Exercise brief: Among the lines below, count those that include "SavePayload", and state the count alone.

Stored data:
■ ■ ■ ■ ■

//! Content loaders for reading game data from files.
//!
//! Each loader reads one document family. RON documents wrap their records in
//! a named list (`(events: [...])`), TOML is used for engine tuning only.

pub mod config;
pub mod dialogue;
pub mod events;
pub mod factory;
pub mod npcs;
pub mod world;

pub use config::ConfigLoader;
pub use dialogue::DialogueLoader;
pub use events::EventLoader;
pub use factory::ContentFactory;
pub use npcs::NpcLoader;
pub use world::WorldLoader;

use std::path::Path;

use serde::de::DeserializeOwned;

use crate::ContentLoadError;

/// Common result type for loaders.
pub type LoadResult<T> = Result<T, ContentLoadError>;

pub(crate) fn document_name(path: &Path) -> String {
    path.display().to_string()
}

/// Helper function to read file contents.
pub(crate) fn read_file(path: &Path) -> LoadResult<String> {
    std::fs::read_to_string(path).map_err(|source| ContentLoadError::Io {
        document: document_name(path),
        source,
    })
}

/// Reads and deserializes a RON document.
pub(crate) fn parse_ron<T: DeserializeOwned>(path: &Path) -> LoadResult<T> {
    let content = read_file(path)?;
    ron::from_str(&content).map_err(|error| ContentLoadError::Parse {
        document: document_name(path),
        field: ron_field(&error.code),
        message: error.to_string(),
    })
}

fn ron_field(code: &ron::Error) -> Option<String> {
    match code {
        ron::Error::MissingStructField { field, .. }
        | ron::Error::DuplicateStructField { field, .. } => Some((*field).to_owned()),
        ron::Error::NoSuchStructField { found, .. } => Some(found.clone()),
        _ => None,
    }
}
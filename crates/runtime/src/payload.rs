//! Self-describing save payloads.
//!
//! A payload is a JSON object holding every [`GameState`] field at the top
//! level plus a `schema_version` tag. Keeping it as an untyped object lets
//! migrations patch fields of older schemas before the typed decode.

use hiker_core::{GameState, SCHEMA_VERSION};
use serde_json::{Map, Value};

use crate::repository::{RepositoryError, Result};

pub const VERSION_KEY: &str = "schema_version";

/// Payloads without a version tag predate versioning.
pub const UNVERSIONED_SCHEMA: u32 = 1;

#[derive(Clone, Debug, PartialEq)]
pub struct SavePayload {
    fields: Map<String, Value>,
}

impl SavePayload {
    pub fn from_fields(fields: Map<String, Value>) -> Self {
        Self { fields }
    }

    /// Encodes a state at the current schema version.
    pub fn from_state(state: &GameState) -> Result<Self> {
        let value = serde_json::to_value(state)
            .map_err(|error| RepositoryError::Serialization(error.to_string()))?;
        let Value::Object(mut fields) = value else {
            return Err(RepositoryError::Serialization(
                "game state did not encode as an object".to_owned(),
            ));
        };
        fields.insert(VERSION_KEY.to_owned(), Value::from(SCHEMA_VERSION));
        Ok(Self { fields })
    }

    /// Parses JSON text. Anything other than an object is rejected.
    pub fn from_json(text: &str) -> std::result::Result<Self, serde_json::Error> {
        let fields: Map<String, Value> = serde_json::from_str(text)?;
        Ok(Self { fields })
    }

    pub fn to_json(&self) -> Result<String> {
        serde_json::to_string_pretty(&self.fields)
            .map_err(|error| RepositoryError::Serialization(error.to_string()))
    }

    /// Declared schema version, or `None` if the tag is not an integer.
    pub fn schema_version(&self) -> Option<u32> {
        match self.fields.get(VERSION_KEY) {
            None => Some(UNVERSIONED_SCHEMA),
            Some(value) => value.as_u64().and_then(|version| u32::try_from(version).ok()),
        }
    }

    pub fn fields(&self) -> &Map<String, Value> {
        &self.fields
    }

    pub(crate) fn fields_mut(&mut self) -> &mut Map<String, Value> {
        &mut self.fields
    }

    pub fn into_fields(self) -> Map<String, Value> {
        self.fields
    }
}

■ ■ ■ ■ ■

Result below: 2